Fig. 15 is an exemplary illustration of an image processing device utilizing the network.
The display memory 25, the image transformation processing section 26, and the output
interface 27 are provided on the network L by being separated from the image processing
device 1 of Fig. 2. The frame data drawn into the graphic memory 24 is saved to the
display memory 25 via the network L. Further, the frame data is sent as a video output
signal from the display memory 25 to the display unit 3 via the network. It should
be noted that the display unit 3 may be provided with the display memory 25, the image
transformation processing section 26, and the output interface 27.

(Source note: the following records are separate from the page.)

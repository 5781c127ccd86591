//! Implementation of materials

use serde::{Deserialize, Serialize};

use crate::{
    error::{Error, Result},
    textures::{self, SolidColor, Texture, TextureConfig},
    Albedo, Color, Point,
};

/// Surface response of a primitive
///
/// The albedo weights are artistic: nothing requires them to sum to one.
pub struct Material {
    pub refractive_index: f64,
    pub albedo: Albedo,
    pub diffuse: Texture,
    pub specular_exponent: f64,
}
impl Material {
    pub fn new(
        refractive_index: f64,
        albedo: Albedo,
        diffuse: Texture,
        specular_exponent: f64,
    ) -> Self {
        Self {
            refractive_index,
            albedo,
            diffuse,
            specular_exponent,
        }
    }

    /// Material with a single diffuse color
    pub fn solid(
        refractive_index: f64,
        albedo: Albedo,
        color: Color,
        specular_exponent: f64,
    ) -> Self {
        Self::new(
            refractive_index,
            albedo,
            Box::new(SolidColor::new(color)),
            specular_exponent,
        )
    }

    pub fn from_config(config: MaterialConfig) -> Result<Self> {
        let albedo = Albedo::from(config.albedo);
        if !albedo.iter().all(|w| w.is_finite()) {
            return Err(Error::InvalidScene(format!(
                "albedo weights must be finite, got {:?}",
                config.albedo
            )));
        }
        if !config.refractive_index.is_finite() || config.refractive_index <= 0.0 {
            return Err(Error::InvalidScene(format!(
                "refractive index must be positive, got {}",
                config.refractive_index
            )));
        }
        if !config.specular_exponent.is_finite() {
            return Err(Error::InvalidScene(format!(
                "specular exponent must be finite, got {}",
                config.specular_exponent
            )));
        }
        Ok(Self::new(
            config.refractive_index,
            albedo,
            textures::Generator::from_config(config.diffuse)?,
            config.specular_exponent,
        ))
    }

    /// Diffuse color of the surface at `p`
    pub fn diffuse_color(&self, p: &Point) -> Color {
        self.diffuse.value(p)
    }
}
impl Default for Material {
    fn default() -> Self {
        Self::solid(1.0, Albedo::new(1.0, 0.0, 0.0, 0.0), Color::zeros(), 0.0)
    }
}
impl Clone for Material {
    fn clone(&self) -> Self {
        Self {
            refractive_index: self.refractive_index,
            albedo: self.albedo,
            diffuse: dyn_clone::clone_box(&*self.diffuse),
            specular_exponent: self.specular_exponent,
        }
    }
}

/// Material Config
#[derive(Debug, Clone, Serialize, Deserialize)]
pub struct MaterialConfig {
    #[serde(default = "default_refractive_index")]
    pub refractive_index: f64,
    #[serde(default = "default_albedo")]
    pub albedo: [f64; 4],
    #[serde(default)]
    pub diffuse: TextureConfig,
    #[serde(default)]
    pub specular_exponent: f64,
}

impl Default for MaterialConfig {
    fn default() -> Self {
        Self {
            refractive_index: default_refractive_index(),
            albedo: default_albedo(),
            diffuse: TextureConfig::default(),
            specular_exponent: 0.0,
        }
    }
}

fn default_refractive_index() -> f64 {
    1.0
}

fn default_albedo() -> [f64; 4] {
    [1.0, 0.0, 0.0, 0.0]
}

#[cfg(test)]
mod tests {
    use super::*;

    #[test]
    fn default_material_is_pure_diffuse_black() {
        let m = Material::default();
        assert_eq!(m.refractive_index, 1.0);
        assert_eq!(m.albedo, Albedo::new(1.0, 0.0, 0.0, 0.0));
        assert_eq!(m.diffuse_color(&Point::zeros()), Color::zeros());
    }

    #[test]
    fn clone_is_independent_copy() {
        let red = Color::new(0.8, 0.0, 0.0);
        let m = Material::solid(1.5, Albedo::new(0.6, 0.3, 0.1, 0.0), red, 50.0);
        let mut copy = m.clone();
        copy.diffuse = Box::new(SolidColor::new(Color::zeros()));
        assert_eq!(m.diffuse_color(&Point::zeros()), red);
        assert_eq!(copy.refractive_index, 1.5);
    }

    #[test]
    fn config_defaults() {
        let config: MaterialConfig = serde_yaml::from_str("specular_exponent: 50").unwrap();
        let m = Material::from_config(config).unwrap();
        assert_eq!(m.refractive_index, 1.0);
        assert_eq!(m.albedo, Albedo::new(1.0, 0.0, 0.0, 0.0));
        assert_eq!(m.specular_exponent, 50.0);
    }

    #[test]
    fn config_rejects_bad_index() {
        let config: MaterialConfig = serde_yaml::from_str("refractive_index: 0").unwrap();
        assert!(Material::from_config(config).is_err());
    }
}
//! Errors raised while loading inputs and writing the output image
//!
//! Tracing itself never fails; everything here happens before or after a render.

use std::path::PathBuf;

use thiserror::Error;

pub type Result<T> = std::result::Result<T, Error>;

#[derive(Debug, Error)]
pub enum Error {
    #[error("can not load the environment map {path:?}: {source}")]
    EnvMap {
        path: PathBuf,
        source: image::ImageError,
    },

    #[error("environment map {path:?} must have three color channels, found {color:?}")]
    EnvMapFormat {
        path: PathBuf,
        color: image::ColorType,
    },

    #[error("environment map of {width}x{height} pixels can not hold {len} colors")]
    EnvMapShape {
        width: usize,
        height: usize,
        len: usize,
    },

    #[error("i/o failure: {0}")]
    Io(#[from] std::io::Error),

    #[error("malformed scene file: {0}")]
    Yaml(#[from] serde_yaml::Error),

    #[error("invalid scene: {0}")]
    InvalidScene(String),

    #[error("can not write image: {0}")]
    Image(#[from] image::ImageError),
}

1. An image processing device, comprising:
image processing means for carrying out predetermined image processing per frame of
a moving image, and storing frame data representing an image corresponding to a result
of the image processing to a predetermined graphic memory;
save processing means for saving the frame data stored in the graphic memory to a
predetermined display memory in a unit of partial data of the frame data equally divided;
and
an output interface for transforming the frame data saved in the display memory into
a video output signal in the unit of partial data and outputting the video output
signal to the outside.
2. An image processing device according to Claim 1, wherein:
the display memory has a plurality of buffer areas; and
the save processing means is arranged so as to store pieces of partial data, which
are obtained by equally dividing the frame data stored in the graphic memory into
a number equal to or less than the number of buffer areas of the display memory and
into a data size that can be stored in each of the buffer areas, to the buffer areas
whose number corresponds to the number of the pieces of partial data.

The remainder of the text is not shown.